TASK STATEMENT -
Copies of all lines containing the string "ServerConfig" are needed from the data below.

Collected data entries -
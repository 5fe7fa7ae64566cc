//! Application configuration settings
//!
//! Defines all configuration structures and loading logic

use anyhow::{Context, Result};
use serde::{Deserialize, Serialize};

/// Main application configuration
#[derive(Debug, Clone, Default, Serialize, Deserialize)]
pub struct Settings {
    /// Server configuration
    pub server: ServerConfig,
    /// Upstream (proxied backend) configuration
    pub upstream: UpstreamConfig,
    /// Credential configuration
    pub credential: CredentialConfig,
    /// Request configuration
    pub request: RequestConfig,
    /// Security configuration
    pub security: SecurityConfig,
    /// Logging configuration
    pub logging: LoggingConfig,
}

/// Server configuration
#[derive(Debug, Clone, Serialize, Deserialize)]
pub struct ServerConfig {
    /// Listen host
    pub host: String,
    /// Listen port
    pub port: u16,
}

impl Default for ServerConfig {
    fn default() -> Self {
        Self {
            host: "0.0.0.0".to_string(),
            port: 8000,
        }
    }
}

/// Upstream configuration
#[derive(Debug, Clone, Serialize, Deserialize)]
pub struct UpstreamConfig {
    /// Initial upstream base URL (can be changed at runtime)
    pub base_url: String,
    /// Buffered request timeout in seconds
    pub timeout: u64,
    /// Streaming read timeout in seconds
    pub stream_timeout: u64,
}

impl Default for UpstreamConfig {
    fn default() -> Self {
        Self {
            base_url: "http://127.0.0.1:8081".to_string(),
            timeout: 30,
            stream_timeout: 60,
        }
    }
}

/// Credential configuration
#[derive(Debug, Clone, Serialize, Deserialize)]
pub struct CredentialConfig {
    /// Environment variable consulted on every forward
    pub env_var: String,
    /// Value configured at startup, used when the variable is unset
    #[serde(skip_serializing)]
    pub api_key: Option<String>,
}

impl Default for CredentialConfig {
    fn default() -> Self {
        Self {
            env_var: "OPENAI_API_KEY".to_string(),
            api_key: None,
        }
    }
}

/// Request configuration
#[derive(Debug, Clone, Serialize, Deserialize)]
pub struct RequestConfig {
    /// Maximum inbound body size in bytes
    pub max_request_size: usize,
}

impl Default for RequestConfig {
    fn default() -> Self {
        Self {
            max_request_size: 10 * 1024 * 1024,
        }
    }
}

/// Security configuration
#[derive(Debug, Clone, Serialize, Deserialize)]
pub struct SecurityConfig {
    /// Allowed origins for CORS
    pub allowed_origins: Vec<String>,
    /// Whether CORS is enabled
    pub cors_enabled: bool,
}

impl Default for SecurityConfig {
    fn default() -> Self {
        Self {
            allowed_origins: vec!["*".to_string()],
            cors_enabled: true,
        }
    }
}

/// Logging configuration
#[derive(Debug, Clone, Serialize, Deserialize)]
pub struct LoggingConfig {
    /// Log level
    pub level: String,
    /// Log format (text/json)
    pub format: String,
}

impl Default for LoggingConfig {
    fn default() -> Self {
        Self {
            level: "info".to_string(),
            format: "text".to_string(),
        }
    }
}

impl Settings {
    /// Create a new configuration instance
    pub fn new() -> Result<Self> {
        // Load .env file if it exists
        dotenv::dotenv().ok();

        let credential_var = get_env_or_default("CREDENTIAL_ENV_VAR", "OPENAI_API_KEY");

        let settings = Self {
            server: ServerConfig {
                host: get_env_or_default("SERVER_HOST", "0.0.0.0"),
                port: get_env_or_default("SERVER_PORT", "8000")
                    .parse()
                    .context("Invalid port number")?,
            },
            upstream: UpstreamConfig {
                base_url: get_env_or_default("UPSTREAM_URL", "http://127.0.0.1:8081"),
                timeout: get_env_or_default("UPSTREAM_TIMEOUT", "30")
                    .parse()
                    .context("Invalid upstream timeout")?,
                stream_timeout: get_env_or_default("UPSTREAM_STREAM_TIMEOUT", "60")
                    .parse()
                    .context("Invalid upstream stream timeout")?,
            },
            credential: CredentialConfig {
                api_key: std::env::var(&credential_var).ok().filter(|k| !k.is_empty()),
                env_var: credential_var,
            },
            request: RequestConfig {
                max_request_size: get_env_or_default("MAX_REQUEST_SIZE", "10485760")
                    .parse()
                    .context("Invalid maximum request size")?,
            },
            security: SecurityConfig {
                allowed_origins: get_env_or_default("ALLOWED_ORIGINS", "*")
                    .split(',')
                    .map(|s| s.trim().to_string())
                    .collect(),
                cors_enabled: get_env_or_default("CORS_ENABLED", "true")
                    .parse()
                    .context("Invalid CORS enabled flag")?,
            },
            logging: LoggingConfig {
                level: get_env_or_default("RUST_LOG", "info"),
                format: get_env_or_default("LOG_FORMAT", "text"),
            },
        };

        // Validate configuration
        settings.validate()?;

        Ok(settings)
    }

    /// Validate configuration validity
    pub fn validate(&self) -> Result<()> {
        // Validate port range
        if self.server.port == 0 {
            anyhow::bail!("Port number cannot be 0");
        }

        // Validate URL format
        if !self.upstream.base_url.starts_with("http") {
            anyhow::bail!("Invalid upstream URL format, should start with 'http'");
        }

        // Validate timeout values
        if self.upstream.timeout == 0 || self.upstream.stream_timeout == 0 {
            anyhow::bail!("Timeout values cannot be 0");
        }

        // Validate request size limit
        if self.request.max_request_size == 0 {
            anyhow::bail!("Maximum request size cannot be 0");
        }

        if self.credential.env_var.is_empty() {
            anyhow::bail!("Credential environment variable name cannot be empty");
        }

        // Validate log level
        let valid_levels = ["trace", "debug", "info", "warn", "error"];
        if !valid_levels.contains(&self.logging.level.as_str()) {
            anyhow::bail!("Invalid log level: {}", self.logging.level);
        }

        // Validate log format
        let valid_formats = ["text", "json"];
        if !valid_formats.contains(&self.logging.format.as_str()) {
            anyhow::bail!("Invalid log format: {}", self.logging.format);
        }

        Ok(())
    }

    /// Whether a credential was configured at startup
    pub fn has_configured_credential(&self) -> bool {
        self.credential.api_key.is_some()
    }
}

/// Get environment variable or default value
fn get_env_or_default(key: &str, default: &str) -> String {
    std::env::var(key).unwrap_or_else(|_| default.to_string())
}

RESPONSE TO THIS EXERCISE -
    pub server: ServerConfig,
pub struct ServerConfig {
impl Default for ServerConfig {
            server: ServerConfig {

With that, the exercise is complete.